Select the lines of the records containing the word "render" and list them.

--- START ---

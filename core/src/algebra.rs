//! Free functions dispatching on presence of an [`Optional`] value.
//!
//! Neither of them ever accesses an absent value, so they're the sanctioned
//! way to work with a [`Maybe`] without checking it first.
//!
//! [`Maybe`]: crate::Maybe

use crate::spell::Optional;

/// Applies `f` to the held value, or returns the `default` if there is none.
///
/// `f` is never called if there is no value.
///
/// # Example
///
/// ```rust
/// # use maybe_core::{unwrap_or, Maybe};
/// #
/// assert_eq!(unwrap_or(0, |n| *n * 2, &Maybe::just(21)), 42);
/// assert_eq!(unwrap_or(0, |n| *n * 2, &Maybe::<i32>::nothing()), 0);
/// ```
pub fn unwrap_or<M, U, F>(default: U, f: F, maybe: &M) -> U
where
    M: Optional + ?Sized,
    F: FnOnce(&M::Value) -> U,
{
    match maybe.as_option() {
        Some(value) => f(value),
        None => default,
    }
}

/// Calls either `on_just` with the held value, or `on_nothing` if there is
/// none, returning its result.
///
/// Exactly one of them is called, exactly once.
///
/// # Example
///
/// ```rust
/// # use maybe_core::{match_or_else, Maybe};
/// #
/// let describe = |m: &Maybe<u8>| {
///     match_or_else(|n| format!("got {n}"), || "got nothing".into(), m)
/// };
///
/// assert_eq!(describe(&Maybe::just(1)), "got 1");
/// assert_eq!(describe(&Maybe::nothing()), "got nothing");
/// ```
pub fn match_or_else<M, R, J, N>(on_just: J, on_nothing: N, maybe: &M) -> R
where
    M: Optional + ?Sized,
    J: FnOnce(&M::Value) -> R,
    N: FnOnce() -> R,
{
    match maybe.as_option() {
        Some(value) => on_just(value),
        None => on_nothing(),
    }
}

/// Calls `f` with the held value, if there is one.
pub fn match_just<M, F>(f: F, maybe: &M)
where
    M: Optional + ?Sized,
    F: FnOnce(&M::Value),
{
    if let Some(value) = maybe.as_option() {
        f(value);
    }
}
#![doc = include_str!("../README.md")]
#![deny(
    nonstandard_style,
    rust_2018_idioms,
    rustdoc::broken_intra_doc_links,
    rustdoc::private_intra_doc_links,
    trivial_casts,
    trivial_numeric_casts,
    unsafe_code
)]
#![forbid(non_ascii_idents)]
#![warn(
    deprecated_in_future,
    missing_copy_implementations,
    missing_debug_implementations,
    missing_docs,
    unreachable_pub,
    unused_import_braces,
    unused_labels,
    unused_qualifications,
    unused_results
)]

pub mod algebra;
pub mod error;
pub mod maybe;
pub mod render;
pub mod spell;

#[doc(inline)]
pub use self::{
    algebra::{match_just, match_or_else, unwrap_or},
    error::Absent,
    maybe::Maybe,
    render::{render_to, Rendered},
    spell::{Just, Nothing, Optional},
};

--- END ---
--- START ---

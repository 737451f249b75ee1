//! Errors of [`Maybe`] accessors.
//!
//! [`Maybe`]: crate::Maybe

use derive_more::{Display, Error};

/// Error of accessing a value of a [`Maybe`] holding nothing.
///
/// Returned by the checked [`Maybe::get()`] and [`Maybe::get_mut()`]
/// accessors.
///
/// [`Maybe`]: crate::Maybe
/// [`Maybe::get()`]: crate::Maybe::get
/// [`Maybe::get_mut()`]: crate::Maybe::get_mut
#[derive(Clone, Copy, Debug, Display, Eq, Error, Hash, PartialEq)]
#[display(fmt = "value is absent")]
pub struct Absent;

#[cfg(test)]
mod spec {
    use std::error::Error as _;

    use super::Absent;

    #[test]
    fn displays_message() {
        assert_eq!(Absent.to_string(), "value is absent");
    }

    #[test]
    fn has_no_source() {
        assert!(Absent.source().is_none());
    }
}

--- END ---

## Output
pub mod render;
    render::{render_to, Rendered},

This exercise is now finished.